Die Tiere geben den Rhythmus vor
Die beiden Tiere wurden in letzter Minute vor dem Schlachter gerettet und sind nun im Besitz des Vereins, der sie als Wanderbegleiter vermietet, um die Kosten ihres Unterhalts zu decken. Sie sind kastriert, denn auf Esel trifft zu, was auch für Pferde gilt: Wallache sind umgänglicher als Hengste. Und sie leben ein langes Leben: „Esel können bis zu 40 Jahre alt werden", erklärt Armin Schneider. Zumal, wenn sie wie in Mannebach gutes Futter bekommen, rund um die Uhr freien Auslauf haben, und sich bei Hitze oder Regen in einem Stall verkriechen können. Eine Tierärztin kommt regelmäßig für Impfungen und Entwurmungen vorbei, und alle drei Monate legt ein Experte Hand an und schneidet die Hufe aus.
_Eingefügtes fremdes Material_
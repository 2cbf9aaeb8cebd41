//! User domain types.
//!
//! A `User` is persisted wholesale: addresses and order history travel
//! inside the record rather than in separate slots.

use chrono::{DateTime, Utc};
use serde::{Deserialize, Serialize};
use uuid::Uuid;

use home_of_suits_core::{AddressId, Role, UserId};

use super::order::Order;

/// A signed-in shopper or administrator.
#[derive(Debug, Clone, PartialEq, Serialize, Deserialize)]
#[serde(rename_all = "camelCase")]
pub struct User {
    pub id: UserId,
    pub name: String,
    /// Login matching key, kept exactly as typed.
    pub email: String,
    #[serde(default, skip_serializing_if = "Option::is_none")]
    pub phone: Option<String>,
    /// Saved shipping addresses, in insertion order.
    #[serde(default)]
    pub addresses: Vec<Address>,
    /// Order history, most recent first.
    #[serde(default)]
    pub orders: Vec<Order>,
    #[serde(rename = "joinedDate")]
    pub joined_at: DateTime<Utc>,
    pub role: Role,
}

impl User {
    /// Whether this user may open the admin dashboard.
    #[must_use]
    pub fn is_admin(&self) -> bool {
        self.role == Role::Admin
    }

    /// Look up a saved address.
    #[must_use]
    pub fn address(&self, id: &AddressId) -> Option<&Address> {
        self.addresses.iter().find(|a| &a.id == id)
    }

    /// First and second space-separated words of the display name.
    ///
    /// Words past the second are dropped; a single-word name yields an empty
    /// last name.
    #[must_use]
    pub fn name_parts(&self) -> (&str, &str) {
        let mut words = self.name.split(' ');
        let first = words.next().unwrap_or_default();
        (first, words.next().unwrap_or_default())
    }
}

/// A saved shipping address.
#[derive(Debug, Clone, PartialEq, Eq, Serialize, Deserialize)]
#[serde(rename_all = "camelCase")]
pub struct Address {
    pub id: AddressId,
    /// Short name such as "Home" or "Office".
    pub label: String,
    pub first_name: String,
    pub last_name: String,
    pub street: String,
    pub city: String,
    pub postal_code: String,
    pub phone: String,
}

/// An address as entered, before it is given an id.
#[derive(Debug, Clone, Default, PartialEq, Eq)]
pub struct NewAddress {
    pub label: String,
    pub first_name: String,
    pub last_name: String,
    pub street: String,
    pub city: String,
    pub postal_code: String,
    pub phone: String,
}

impl NewAddress {
    /// Assign a fresh id.
    #[must_use]
    pub fn into_address(self) -> Address {
        Address {
            id: AddressId::new(format!("addr_{}", Uuid::new_v4().simple())),
            label: self.label,
            first_name: self.first_name,
            last_name: self.last_name,
            street: self.street,
            city: self.city,
            postal_code: self.postal_code,
            phone: self.phone,
        }
    }
}

/// Partial profile edit. `None` fields are left untouched.
#[derive(Debug, Clone, Default, PartialEq, Eq)]
pub struct ProfileUpdate {
    pub name: Option<String>,
    pub email: Option<String>,
    pub phone: Option<String>,
}

impl ProfileUpdate {
    /// Whether the update would change nothing.
    #[must_use]
    pub const fn is_empty(&self) -> bool {
        self.name.is_none() && self.email.is_none() && self.phone.is_none()
    }

    /// Merge the given fields into `user`.
    pub fn apply_to(self, user: &mut User) {
        if let Some(name) = self.name {
            user.name = name;
        }
        if let Some(email) = self.email {
            user.email = email;
        }
        if let Some(phone) = self.phone {
            user.phone = Some(phone);
        }
    }
}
Mit einer Bürste das Fell säubern, die Hufe von kleinen Steinen reinigen, dann die Satteltaschen anlegen: Es kann losgehen. 40 Kilogramm trägt jeder Esel – Reittiere sind Bilbo und Gandalf also nicht, nur kleine Kinder dürfen aufsteigen. Schon nach ein paar hundert Metern Feldweg stellt sich heraus: Esel sind gern im Schneckentempo unterwegs. Als geübter Wanderer wäre man zwar deutlich schneller, doch die Tiere geben den Rhythmus vor. Sie lassen sich nicht aus der Ruhe bringen und sind überraschend pflegeleicht: Nur ab und an nutzen sie es aus, wenn man sie nicht fest am Zügel hält. Dann machen sie einen Abstecher zum saftigen Gras, das wirklich fabelhaft zu schmecken scheint. Pausen gibt es aber auch aus einem weiteren Grund: Wenn andere Wanderer den Weg kreuzen, wollen die sofort alle wissen, warum man mit Eseln unterwegs ist – und wie gut das klappt.
Überraschend gut! Wochenlang mit dem Duo unterwegs zu sein wie einst Robert Louis Stevenson wäre vielleicht etwas mühsam. Doch für eine kleine Tagestour mit ausgiebiger Picknickpause entpuppen sich Bilbo und Gandalf als verlässliche Begleiter. Man kann mit ihnen zu einem Greifvogelpark wandern oder zu einem Aussichtspunkt mit Blick ins Moseltal. Wir steuern ein antikes Bauwerk an, das vor über 2.000 Jahren errichtet wurde und nach seiner Zerstörung nun wieder rekonstruiert worden ist. „Der römische Tempelbezirk von Tawern lag an der Route von Rom nach Trier", erklärt Gerhard Michel, der hier Führungen anbietet. Geweiht war die Anlage Merkur, dem Gott des Handels und der Reisenden. Da fühlt man sich gleich verbunden – auch wenn wir auf der alten Römerstraße nicht als Legionäre zu Fuß oder als edle Reiter hoch zu Ross unterwegs sind, sondern entspannt und gelassen mit zwei Eseln. Man schließt Bilbo und Gandalf ins Herz und erinnert sich nach dem Abschied noch lange an sie. Ganz normale Wanderungen, also ohne Esel, erscheinen einem nun ziemlich langweilig.